Adsorption-type carbon cathodes deliver great potential for application in aqueous Zn-based hybrid supercapacitors but systematic tailoring of carbon microstructures to optimize the supercapacitive activity of the Zn ion remains a perplexing topic. Herein, a solvent-mediated strategy has been demonstrated to design heteroatomic carbons with tailor-made features for activating Zn storage sites. The solvent–precursor interaction is optimized by a solubility parameter model and molecular growth trajectory simulations, which promote the thermodynamic solubilization (−5.93 kcal mol⁻¹) and growth kinetics (−151.4 kcal mol⁻¹) of the polymeric intermediates with an energy-minimized reaction roadblock.
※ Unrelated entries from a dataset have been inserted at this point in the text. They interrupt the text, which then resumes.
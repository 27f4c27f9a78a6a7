//! Error types reported by a managed SDK backend.
//!
//! Every variant carries an actionable fix suggestion so callers can surface
//! it to users unchanged.

use std::any::Any;
use std::time::Duration;
use thiserror::Error;

/// Errors raised while probing or modifying a managed SDK installation.
///
/// # Example
///
/// ```rust
/// use cloud_sdk_manager::ManagedSdkError;
///
/// fn report(error: &ManagedSdkError) {
///     eprintln!("Cloud SDK error: {}", error);
///     eprintln!("To fix: {}", error.fix_suggestion());
/// }
/// ```
#[derive(Debug, Clone, PartialEq, Eq, Error)]
#[non_exhaustive]
pub enum ManagedSdkError {
    /// The installation exists but could not be verified.
    ///
    /// Typical causes are a corrupted install or a `gcloud` binary that
    /// cannot be executed.
    #[error("Unable to verify the Cloud SDK installation: {message}")]
    Verification {
        /// What failed.
        message: String,
        /// Actionable suggestion for resolving the issue.
        fix: String,
    },

    /// The host operating system or architecture is not supported.
    #[error("Unsupported operating system: {os}")]
    UnsupportedOs {
        /// The detected operating system.
        os: String,
        /// Actionable suggestion for resolving the issue.
        fix: String,
    },

    /// The installed version differs from the pinned version.
    #[error("Cloud SDK version mismatch: expected {expected}, found {found}")]
    VersionMismatch {
        /// Version the managed SDK is pinned to.
        expected: String,
        /// Version actually installed.
        found: String,
        /// Actionable suggestion for resolving the issue.
        fix: String,
    },

    /// A tool needed by the installer is missing.
    #[error("Missing prerequisite: {name}")]
    PrerequisiteMissing {
        /// Name of the missing tool.
        name: String,
        /// Actionable suggestion for resolving the issue.
        fix: String,
    },

    /// An external command could not be started.
    #[error("Failed to execute {program}: {message}")]
    CommandExecution {
        /// Program that failed to start.
        program: String,
        /// Description of the failure.
        message: String,
        /// Actionable suggestion for resolving the issue.
        fix: String,
    },

    /// An external command exited unsuccessfully.
    #[error("{program} {}", describe_exit(*.exit_code))]
    CommandExit {
        /// Program that failed.
        program: String,
        /// Exit code, if the process was not killed by a signal.
        exit_code: Option<i32>,
        /// Captured standard error.
        stderr: String,
        /// Actionable suggestion for resolving the issue.
        fix: String,
    },

    /// An external command did not finish in time.
    #[error("{program} timed out after {duration:?}")]
    Timeout {
        /// Program that timed out.
        program: String,
        /// How long it was allowed to run.
        duration: Duration,
        /// Actionable suggestion for resolving the issue.
        fix: String,
    },

    /// A filesystem operation failed.
    #[error("I/O error: {message}")]
    Io {
        /// Description of the failure.
        message: String,
        /// Actionable suggestion for resolving the issue.
        fix: String,
    },

    /// An installation step panicked.
    #[error("Installation step panicked: {message}")]
    Panicked {
        /// The panic message, if it carried one.
        message: String,
        /// Actionable suggestion for resolving the issue.
        fix: String,
    },

    /// The operation observed a cancellation request and stopped.
    #[error("Operation cancelled")]
    Cancelled,
}

impl ManagedSdkError {
    /// Get an actionable suggestion for fixing this error.
    ///
    /// ```rust
    /// use cloud_sdk_manager::ManagedSdkError;
    ///
    /// assert!(ManagedSdkError::Cancelled.fix_suggestion().contains("again"));
    /// ```
    pub fn fix_suggestion(&self) -> &str {
        match self {
            Self::Verification { fix, .. } => fix,
            Self::UnsupportedOs { fix, .. } => fix,
            Self::VersionMismatch { fix, .. } => fix,
            Self::PrerequisiteMissing { fix, .. } => fix,
            Self::CommandExecution { fix, .. } => fix,
            Self::CommandExit { fix, .. } => fix,
            Self::Timeout { fix, .. } => fix,
            Self::Io { fix, .. } => fix,
            Self::Panicked { fix, .. } => fix,
            Self::Cancelled => "Start the installation again when ready",
        }
    }

    /// Whether this error is an environment the installer can never fix.
    ///
    /// Unsupported platforms and version mismatches are not retried.
    pub fn is_fatal(&self) -> bool {
        matches!(
            self,
            Self::UnsupportedOs { .. } | Self::VersionMismatch { .. }
        )
    }

    pub(crate) fn io(context: &str, err: std::io::Error) -> Self {
        Self::Io {
            message: format!("{}: {}", context, err),
            fix: "Check permissions and free space in the managed SDK directory".to_string(),
        }
    }

    pub(crate) fn panicked(payload: Box<dyn Any + Send>) -> Self {
        let message = payload
            .downcast_ref::<&str>()
            .map(|s| s.to_string())
            .or_else(|| payload.downcast_ref::<String>().cloned())
            .unwrap_or_else(|| "unknown panic".to_string());
        Self::Panicked {
            message,
            fix: "Retry the installation; report the panic if it persists".to_string(),
        }
    }

    pub(crate) fn verification(message: impl Into<String>) -> Self {
        Self::Verification {
            message: message.into(),
            fix: "Delete the managed Cloud SDK directory so it can be reinstalled".to_string(),
        }
    }
}

/// How a process ended, for messages: `exited with code N` or `was killed by a signal`.
pub(crate) fn describe_exit(code: Option<i32>) -> String {
    match code {
        Some(code) => format!("exited with code {}", code),
        None => "was killed by a signal".to_string(),
    }
}
//! # cloud-sdk-manager
//!
//! Acquisition and installation of a managed Google Cloud SDK.
//!
//! Tools that depend on `gcloud` ask [`SdkManager::get_sdk`] for an SDK.
//! When the managed installation is complete and current they get a
//! [`SdkHandle`] immediately. Otherwise an installation is scheduled in the
//! background and the caller gets [`SdkError::NotReady`] and tries again
//! later.
//!
//! ## Features
//!
//! - `SdkManager` facade: probe, hand out a handle or schedule an install
//! - `InstallCoordinator` running at most one install task at a time, with
//!   duplicate requests dropped, progress reporting and cancellation
//! - `GcloudManagedSdk` backend downloading, installing and updating the real
//!   SDK under a per-user cache directory
//! - `ManagedSdk` trait so the orchestration can run against any backend
//!
//! ## Example
//!
//! ```rust,no_run
//! use cloud_sdk_manager::{
//!     GcloudManagedSdk, InstallCoordinator, ManagedSdkOptions, SdkError, SdkManager,
//! };
//! use std::sync::Arc;
//!
//! #[tokio::main(flavor = "current_thread")]
//! async fn main() -> Result<(), Box<dyn std::error::Error>> {
//!     let sdk = Arc::new(GcloudManagedSdk::new(ManagedSdkOptions::default())?);
//!     let coordinator = Arc::new(InstallCoordinator::new(sdk.clone()));
//!     let manager = SdkManager::new(sdk, coordinator);
//!
//!     loop {
//!         match manager.get_sdk().await {
//!             Ok(handle) => {
//!                 println!("Cloud SDK ready at {}", handle.home().display());
//!                 return Ok(());
//!             }
//!             Err(SdkError::NotReady { state }) => {
//!                 println!("{}, installing...", state.description());
//!                 manager.coordinator().wait_for_outcome().await;
//!             }
//!             Err(e) => return Err(e.into()),
//!         }
//!     }
//! }
//! ```

mod cancel;
mod component;
mod install;
mod manager;
mod prober;
mod sdk;
mod state;

#[cfg(test)]
mod mock;

pub use cancel::{CancelSource, CancelToken};
pub use component::SdkComponent;
pub use install::{
    InstallCoordinator, InstallError, InstallOutcome, InstallPhase, InstallProgress,
    InstallReporter, InstallRequest, InstallStatus, InstallTask, ProgressCallback, TOTAL_WORK,
};
pub use manager::{ManagerOptions, SdkError, SdkManager};
pub use prober::probe;
pub use sdk::{
    GcloudManagedSdk, ManagedSdk, ManagedSdkError, ManagedSdkOptions, MessageListener,
    NoOpListener, SdkInstaller, SdkVersion, TracingListener,
};
pub use state::{SdkHandle, SdkState};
Flake-shaped carbon nanoarchitectures with substantial electrosorption spaces (1022 m² g⁻¹) and rich O/N motifs (6.03/6.01 wt%) are also demonstrated. Such profitable features implanted in the customized nanocarbon enable low ion migration hurdles for accommodating electroactive species and fast heteroatomic phase conversion for delivering redox response, contributing to a super-high energy density of 92.8 W h kg_(cathode)⁻¹ and an ultrastable cycle-life of 40 000 cycles at 40 A g⁻¹ in the constructed Zn-based hybrid supercapacitor. Comprehensive characterization untangles the high-kinetics chemical adsorption of N-substituted active sites and the powerful redox reactivity of the hydroxyl/carboxyl functionalities on the host Zn ions during each round-trip discharge/charge cycle. This work proposes a design concept of regulating the solvent–precursor interaction for structuring carbons toward highly efficient Zn-ion storage.